It is largely due to Turkish pressure on the film industry that a movie like “The Promise” was not made sooner. In the 1930s, MGM acquired the film rights to “The Forty Days of Musa Dagh,” Franz Werfel’s best-selling novel inspired by the true story of several thousand Armenians who survived a mountaintop siege. But lobbying by Turkish Ambassador to the United States Mehmet Munir Ertegun (whose son Ahmet went on to found Atlantic Records) forced the studio to drop the project. Recent years have seen a couple of small-scale indie features that deal with the tragedy, including Armenian Canadian director Atom Egoyan’s “Ararat” (2002) and Turkish German director Fatih Akin’s “The Cut” (2014).

“The Promise” was also developed outside the studio system, financed entirely by the late mogul Kirk Kerkorian, who owned MGM for many years and later founded Survival Pictures in 2012.

“The ‘promise’ means so much to us personally,” said Esrailian. “The promise was from Mr. Kerkorian to make the film. The promise was from us to complete the film. The promise is for us to never forget. And the promise is for us to also vow to do something so that it never happens again.”

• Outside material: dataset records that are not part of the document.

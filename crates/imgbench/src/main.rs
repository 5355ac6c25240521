use anyhow::Context;
use anyhow::Result;
use clap::Parser;
use imgbench::BenchConfig;
use tracing_subscriber::EnvFilter;

#[tokio::main]
async fn main() -> Result<()> {
    let filter = EnvFilter::try_from_default_env().unwrap_or_else(|_| EnvFilter::new("info"));
    tracing_subscriber::fmt().with_env_filter(filter).init();

    let config = BenchConfig::parse();
    let reports = imgbench::bench::run(&config)
        .await
        .context("benchmark failed")?;

    for report in &reports {
        println!("{report}");
    }
    Ok(())
}
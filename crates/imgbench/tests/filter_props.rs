//! The filter gives the same result wherever it runs.

use imgbench::ImageObjectService;
use imgbench::bench;
use imgbench::image::ImageObject;
use proptest::prelude::*;
use workrpc::WorkerConfig;

fn image_strategy() -> impl Strategy<Value = (u32, u32, Vec<u8>)> {
    (1u32..12, 1u32..12).prop_flat_map(|(w, h)| {
        let len = (w * h * 4) as usize;
        (Just(w), Just(h), proptest::collection::vec(any::<u8>(), len))
    })
}

proptest! {
    #![proptest_config(ProptestConfig::with_cases(24))]

    #[test]
    fn prop_worker_filter_matches_local((w, h, data) in image_strategy(), iterations in 0u32..6) {
        let mut local = ImageObject::new(w, h, data.clone()).expect("valid image");
        local.average_filter(iterations);
        let (_, _, expected) = local.into_parts();

        let runtime = tokio::runtime::Builder::new_current_thread()
            .enable_all()
            .build()
            .expect("runtime");
        let contents = runtime.block_on(async {
            let (service, _handle) =
                ImageObjectService::spawn(WorkerConfig::new("prop-filter")).expect("spawn");
            let id = service.create(w, h, data).await.expect("create");
            service.apply_average_filter(id, iterations, None).await.expect("filter");
            service.transfer(id).await.expect("transfer")
        });

        prop_assert_eq!((contents.width, contents.height), (w, h));
        prop_assert_eq!(bench::checksum(&contents.buffer), bench::checksum(&expected));
        prop_assert_eq!(contents.buffer, expected);
    }

    #[test]
    fn prop_filtered_pixels_are_opaque((w, h, data) in image_strategy(), iterations in 1u32..4) {
        let mut image = ImageObject::new(w, h, data).expect("valid image");
        image.average_filter(iterations);

        prop_assert!(image.data().chunks_exact(4).all(|p| p[3] == u8::MAX));
    }
}
//! # Error Definitions
//!
//! Two layers, mirroring the two sides of the boundary:
//!
//! - [`Failure`] is what the worker puts in a terminal reply.
//! - [`Error`] is what a controller-side future rejects with. It adds
//!   `TransportLost`, which only the controller can observe.

use thiserror::Error;

use crate::id::ObjectId;

/// Failures reported by the worker inside a terminal reply.
#[derive(Debug, Clone, PartialEq, Eq, Error)]
pub enum Failure {
    /// The family constructor rejected the arguments.
    #[error("creation failed: {0}")]
    CreationFailed(String),
    /// The request targets an object that is not registered.
    #[error("unknown identifier: {0}")]
    UnknownIdentifier(ObjectId),
    /// The operation faulted inside the worker.
    #[error("operation failed: {0}")]
    OperationFailed(String),
}

/// Every controller-side request rejects with exactly one of these.
#[derive(Debug, Clone, PartialEq, Eq, Error)]
pub enum Error {
    #[error("creation failed: {0}")]
    CreationFailed(String),
    #[error("unknown identifier: {0}")]
    UnknownIdentifier(ObjectId),
    #[error("operation failed: {0}")]
    OperationFailed(String),
    /// The channel to the worker closed with the request outstanding.
    #[error("transport lost: {0}")]
    TransportLost(String),
}

impl From<Failure> for Error {
    fn from(failure: Failure) -> Self {
        match failure {
            Failure::CreationFailed(reason) => Self::CreationFailed(reason),
            Failure::UnknownIdentifier(id) => Self::UnknownIdentifier(id),
            Failure::OperationFailed(reason) => Self::OperationFailed(reason),
        }
    }
}

pub type Result<T> = std::result::Result<T, Error>;

/// Error returned by family code from constructors and operations.
#[derive(Debug, Clone, PartialEq, Eq, Error)]
#[error("{0}")]
pub struct FamilyError(pub String);

impl FamilyError {
    pub fn new(reason: impl Into<String>) -> Self {
        Self(reason.into())
    }
}
//! End-to-end tests for the service over a real worker thread, plus a few
//! hand-driven worker ports for the failure paths a well-behaved worker never
//! produces.

use std::sync::Arc;
use std::time::Duration;

use crate::config::WorkerConfig;
use crate::error::Error;
use crate::error::FamilyError;
use crate::family::Family;
use crate::family::Operation;
use crate::id::ObjectId;
use crate::message::Message;
use crate::message::Outcome;
use crate::message::RequestKind;
use crate::progress;
use crate::progress::ProgressEmitter;
use crate::service::Service;
use crate::transport;
use crate::worker::WorkerHandle;

/// A family whose objects are plain integers.
struct Counter;

#[derive(Debug)]
enum CounterOp {
    Add(i64),
    /// Emits 1..=steps and returns `steps`.
    Count { steps: u64 },
    /// Emits 2 then 1.
    Rewind,
    Fail,
    Panic,
    Sleep(u64),
}

impl Operation for CounterOp {
    fn tag(&self) -> &'static str {
        match self {
            Self::Add(_) => "add",
            Self::Count { .. } => "count",
            Self::Rewind => "rewind",
            Self::Fail => "fail",
            Self::Panic => "panic",
            Self::Sleep(_) => "sleep",
        }
    }

    fn progress_max(&self) -> Option<u64> {
        match self {
            Self::Count { steps } => Some(*steps),
            _ => None,
        }
    }
}

impl Family for Counter {
    const NAME: &'static str = "counter";
    type Args = i64;
    type Op = CounterOp;
    type Output = i64;
    type Contents = i64;
    type Object = i64;

    fn create(&mut self, start: i64) -> Result<i64, FamilyError> {
        if start < 0 {
            return Err(FamilyError::new("start must not be negative"));
        }
        Ok(start)
    }

    fn apply(
        &mut self,
        value: &mut i64,
        op: CounterOp,
        progress: &mut ProgressEmitter<'_>,
    ) -> Result<i64, FamilyError> {
        match op {
            CounterOp::Add(n) => *value += n,
            CounterOp::Count { steps } => {
                for step in 1..=steps {
                    progress.emit(step)?;
                }
                return Ok(steps as i64);
            }
            CounterOp::Rewind => {
                progress.emit(2)?;
                progress.emit(1)?;
            }
            CounterOp::Fail => return Err(FamilyError::new("refused")),
            CounterOp::Panic => panic!("counter exploded"),
            CounterOp::Sleep(ms) => std::thread::sleep(Duration::from_millis(ms)),
        }
        Ok(*value)
    }

    fn transfer(&mut self, value: i64) -> i64 {
        value
    }
}

fn start() -> (Service<Counter>, WorkerHandle<Counter>) {
    crate::spawn(Counter, WorkerConfig::new("counter-test")).expect("worker should spawn")
}

/// Polls `cond` until it holds, failing the test after a few seconds.
async fn settle(mut cond: impl FnMut() -> bool) {
    tokio::time::timeout(Duration::from_secs(5), async {
        while !cond() {
            tokio::time::sleep(Duration::from_millis(1)).await;
        }
    })
    .await
    .expect("condition not reached in time");
}

#[tokio::test]
async fn test_create_mints_distinct_ids() {
    let (service, _handle) = start();

    let mut ids = Vec::new();
    for n in 0..5 {
        ids.push(service.create(n).await.expect("create should succeed"));
    }

    assert_eq!(ids[0], ObjectId(1));
    assert!(ids.windows(2).all(|w| w[0] < w[1]));
}

#[tokio::test]
async fn test_invoke_mutates_worker_object() {
    let (service, _handle) = start();
    let id = service.create(5).await.expect("create");

    assert_eq!(service.invoke(id, CounterOp::Add(3), None).await.expect("add"), 8);
    assert_eq!(service.invoke(id, CounterOp::Add(-8), None).await.expect("add"), 0);
    assert_eq!(service.transfer(id).await.expect("transfer"), 0);
}

#[tokio::test]
async fn test_progress_arrives_in_order_and_stream_ends() {
    let (service, _handle) = start();
    let id = service.create(0).await.expect("create");
    let (sink, mut stream) = progress::channel(64);

    let output = service
        .invoke(id, CounterOp::Count { steps: 20 }, Some(sink))
        .await
        .expect("count");

    assert_eq!(output, 20);
    assert_eq!(stream.drain(), (1..=20).collect::<Vec<u64>>());
    assert!(stream.next().await.is_none());
    assert_eq!(service.dropped_progress(), 0);
}

#[tokio::test]
async fn test_slow_reader_still_sees_the_final_value() {
    let (service, _handle) = start();
    let id = service.create(0).await.expect("create");
    let (sink, mut stream) = progress::channel(2);

    let output = service
        .invoke(id, CounterOp::Count { steps: 5 }, Some(sink))
        .await
        .expect("count");

    assert_eq!(output, 5);
    let seen = stream.drain();
    assert_eq!(seen, vec![1, 2, 5]);
    assert!(stream.is_finished());
    assert_eq!(service.dropped_progress(), 2);
}

#[tokio::test]
async fn test_progress_without_sink_is_not_sent() {
    let (service, _handle) = start();
    let id = service.create(0).await.expect("create");

    service.invoke(id, CounterOp::Count { steps: 50 }, None).await.expect("count");

    assert_eq!(service.dropped_progress(), 0);
}

#[tokio::test]
async fn test_regressing_progress_fails_operation() {
    let (service, _handle) = start();
    let id = service.create(0).await.expect("create");
    let (sink, mut stream) = progress::channel(8);

    let err = service.invoke(id, CounterOp::Rewind, Some(sink)).await.unwrap_err();

    match err {
        Error::OperationFailed(reason) => {
            assert!(reason.contains("backwards"), "reason was {reason}")
        }
        other => panic!("expected OperationFailed, got {other:?}"),
    }
    assert_eq!(stream.drain(), vec![2]);
}

#[tokio::test]
async fn test_operation_failure_keeps_object_usable() {
    let (service, _handle) = start();
    let id = service.create(1).await.expect("create");

    let err = service.invoke(id, CounterOp::Fail, None).await.unwrap_err();
    assert_eq!(err, Error::OperationFailed("fail: refused".into()));

    assert_eq!(service.invoke(id, CounterOp::Add(1), None).await.expect("add"), 2);
}

#[tokio::test]
async fn test_panic_is_contained_by_worker() {
    let (service, _handle) = start();
    let id = service.create(1).await.expect("create");
    let other = service.create(10).await.expect("create");

    let err = service.invoke(id, CounterOp::Panic, None).await.unwrap_err();
    match err {
        Error::OperationFailed(reason) => {
            assert!(reason.contains("counter exploded"), "reason was {reason}")
        }
        other => panic!("expected OperationFailed, got {other:?}"),
    }

    assert!(!service.is_closed());
    assert_eq!(service.invoke(other, CounterOp::Add(1), None).await.expect("add"), 11);
}

#[tokio::test]
async fn test_creation_failure_mints_no_id() {
    let (service, _handle) = start();

    let err = service.create(-1).await.unwrap_err();
    assert_eq!(err, Error::CreationFailed("start must not be negative".into()));

    assert_eq!(service.create(0).await.expect("create"), ObjectId(1));
}

#[tokio::test]
async fn test_unknown_identifier() {
    let (service, _handle) = start();

    let err = service.invoke(ObjectId(42), CounterOp::Add(1), None).await.unwrap_err();
    assert_eq!(err, Error::UnknownIdentifier(ObjectId(42)));

    let err = service.transfer(ObjectId(42)).await.unwrap_err();
    assert_eq!(err, Error::UnknownIdentifier(ObjectId(42)));
}

#[tokio::test]
async fn test_transfer_ends_object_lifetime() {
    let (service, _handle) = start();
    let id = service.create(7).await.expect("create");

    assert_eq!(service.transfer(id).await.expect("transfer"), 7);

    let err = service.invoke(id, CounterOp::Add(1), None).await.unwrap_err();
    assert_eq!(err, Error::UnknownIdentifier(id));
    let err = service.delete(id).await.unwrap_err();
    assert_eq!(err, Error::UnknownIdentifier(id));
    let err = service.transfer(id).await.unwrap_err();
    assert_eq!(err, Error::UnknownIdentifier(id));
}

#[tokio::test]
async fn test_requests_racing_a_transfer_see_unknown_identifier() {
    let (service, _handle) = start();
    let id = service.create(3).await.expect("create");

    let (contents, op, again) = tokio::join!(
        service.transfer(id),
        service.invoke(id, CounterOp::Add(1), None),
        service.transfer(id),
    );

    assert_eq!(contents.expect("transfer"), 3);
    assert_eq!(op.unwrap_err(), Error::UnknownIdentifier(id));
    assert_eq!(again.unwrap_err(), Error::UnknownIdentifier(id));
}

#[tokio::test]
async fn test_delete_twice() {
    let (service, _handle) = start();
    let id = service.create(0).await.expect("create");

    service.delete(id).await.expect("first delete");
    let err = service.delete(id).await.unwrap_err();
    assert_eq!(err, Error::UnknownIdentifier(id));
}

#[tokio::test]
async fn test_same_id_requests_complete_in_send_order() {
    let (service, _handle) = start();
    let id = service.create(0).await.expect("create");

    let (a, b, c) = tokio::join!(
        service.invoke(id, CounterOp::Add(1), None),
        service.invoke(id, CounterOp::Add(10), None),
        service.invoke(id, CounterOp::Add(100), None),
    );

    assert_eq!((a.expect("a"), b.expect("b"), c.expect("c")), (1, 11, 111));
}

#[tokio::test]
async fn test_abandoned_request_reply_is_orphaned() {
    let (service, _handle) = start();
    let id = service.create(0).await.expect("create");
    let (sink, stream) = progress::channel(8);

    let timed_out = tokio::time::timeout(
        Duration::from_millis(10),
        service.invoke(id, CounterOp::Sleep(200), Some(sink)),
    )
    .await;
    assert!(timed_out.is_err());
    assert!(stream.is_finished());

    settle(|| service.orphaned_replies() == 1).await;
    assert_eq!(service.pending(), 0);
    assert_eq!(service.invoke(id, CounterOp::Add(2), None).await.expect("add"), 2);
}

#[tokio::test]
async fn test_terminate_fails_later_requests() {
    let (service, handle) = start();
    let id = service.create(0).await.expect("create");

    assert_eq!(handle.name(), "counter-test");
    handle.terminate();
    settle(|| service.is_closed()).await;
    settle(|| handle.is_finished()).await;

    let err = service.invoke(id, CounterOp::Add(1), None).await.unwrap_err();
    assert!(matches!(err, Error::TransportLost(_)));

    let shutdown = handle.shutdown().expect("worker thread should join");
    assert_eq!(shutdown.live_objects, 1);
}

#[tokio::test]
async fn test_transport_loss_rejects_every_outstanding_request() {
    let (transport, mut port) = transport::pair::<Counter>();
    let service = Arc::new(Service::new("manual", transport));
    let (sink, mut stream) = progress::channel(8);

    let counting = tokio::spawn({
        let service = service.clone();
        async move { service.invoke(ObjectId(1), CounterOp::Count { steps: 10 }, Some(sink)).await }
    });
    let creating = tokio::spawn({
        let service = service.clone();
        async move { service.create(0).await }
    });

    let envelopes = [
        port.recv().await.expect("first envelope"),
        port.recv().await.expect("second envelope"),
    ];
    let generic = envelopes
        .iter()
        .find(|e| e.request.kind() == RequestKind::Generic)
        .map(|e| e.seq)
        .expect("one generic request");

    port.send(Message::Progress { seq: generic, value: 1 }).expect("send progress");
    assert_eq!(stream.next().await.map(|p| p.value), Some(1));

    drop(port);

    let counted = counting.await.expect("task should not panic");
    let created = creating.await.expect("task should not panic");
    assert!(matches!(counted, Err(Error::TransportLost(_))));
    assert!(matches!(created, Err(Error::TransportLost(_))));
    assert!(stream.next().await.is_none());
    assert_eq!(service.closed_reason().as_deref(), Some("worker channel closed"));
    assert!(matches!(service.create(1).await, Err(Error::TransportLost(_))));
}

#[tokio::test]
async fn test_late_progress_is_dropped() {
    let (transport, mut port) = transport::pair::<Counter>();
    let service = Service::new("manual", transport);
    let (sink, mut stream) = progress::channel(8);

    let invoke = service.invoke(ObjectId(1), CounterOp::Count { steps: 3 }, Some(sink));
    let respond = async {
        let envelope = port.recv().await.expect("envelope");
        let seq = envelope.seq;
        port.send(Message::Progress { seq, value: 1 }).expect("send");
        port.send(Message::Reply { seq, status: Ok(Outcome::Applied(3)) }).expect("send");
        port.send(Message::Progress { seq, value: 2 }).expect("send");
    };
    let (output, ()) = tokio::join!(invoke, respond);

    assert_eq!(output.expect("invoke"), 3);
    settle(|| service.dropped_progress() == 1).await;
    assert_eq!(stream.drain(), vec![1]);
    assert!(stream.is_finished());
    assert!(!service.is_closed());
}

#[tokio::test]
async fn test_duplicate_reply_closes_service() {
    let (transport, mut port) = transport::pair::<Counter>();
    let service = Service::new("manual", transport);

    let create = service.create(0);
    let respond = async {
        let envelope = port.recv().await.expect("envelope");
        for _ in 0..2 {
            let status = Ok(Outcome::Created(ObjectId(1)));
            port.send(Message::Reply { seq: envelope.seq, status }).expect("send");
        }
    };
    let (id, ()) = tokio::join!(create, respond);

    assert_eq!(id.expect("first reply resolves"), ObjectId(1));
    settle(|| service.is_closed()).await;
    let reason = service.closed_reason().unwrap_or_default();
    assert!(reason.starts_with("protocol violation"), "reason was {reason}");
    assert!(matches!(service.create(1).await, Err(Error::TransportLost(_))));
    drop(port);
}

#[tokio::test]
async fn test_mismatched_reply_kind_is_a_violation() {
    let (transport, mut port) = transport::pair::<Counter>();
    let service = Service::new("manual", transport);

    let create = service.create(0);
    let respond = async {
        let envelope = port.recv().await.expect("envelope");
        let status = Ok(Outcome::Deleted);
        port.send(Message::Reply { seq: envelope.seq, status }).expect("send");
    };
    let (result, ()) = tokio::join!(create, respond);

    assert!(matches!(result, Err(Error::TransportLost(_))));
    settle(|| service.is_closed()).await;
    drop(port);
}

With a budget of nearly $100 million, the film is one of the most expensive independent films ever made, according to ­Variety. And the entire endeavor is not-for-profit: Survival Pictures has committed to donating all proceeds to nonprofit organizations, including the Elton John AIDS Foundation and “other human rights and humanitarian groups.”

“The Ottoman Lieutenant” was also made with private financing, in this case from a group of Turkish producers working in film, TV and advertising. They teamed up with producer Stephen Joel Brown (“Seven”), as well as an American director, Joseph Ruben (“The Forgotten”), and screenwriter, Jeff Stockwell (“Bridge to Terabithia”), to make a feature that would have high production values.

In an interview, Brown maintained that their film was not seeking to promote a particular political agenda, describing it as “a classic love story, set at a time and place that we really haven’t seen in cinema.”

Nevertheless, focusing the action on the town of Van and showing one of the few Armenian insurgencies, which took place there in April and May 1915, has the effect of promoting the Turkish narrative, which points to the Van resistance as a justification for repression of the Armenians.

“The official Turkish argument is that deportation of Armenians was a response to Armenian uprisings,” said Akcam (who has not seen “The Ottoman Lieutenant”). “This is the reason the Van event is crucial in Ottoman Turkish historiography. This argument is not correct, because . . . we know that the decision for deportation was already taken before the Van uprising.”

(The studio did not make the Turkish producers available for interviews.)

A sizable contingent of Turks, as well as many in the Armenian diaspora, have been aware of “The Promise” for some time. Last October, outlets including the Independent reported that it had more than 85,000 ratings on IMDb, nearly all of them either 1 or 10 stars. Given that the film had had just three public screenings by that point, it seemed clear that users who had not even seen it were “rating” it based purely on their politics.

Similarly, before “The Ottoman Lieutenant” had even opened, it was quickly dismissed in Armenian American publications and in YouTube comments sections as Turkish propaganda.

While neither movie is likely to settle the debate over the events of World War I, these portrayals might prompt some Americans to look into the historical record — and draw their own conclusions.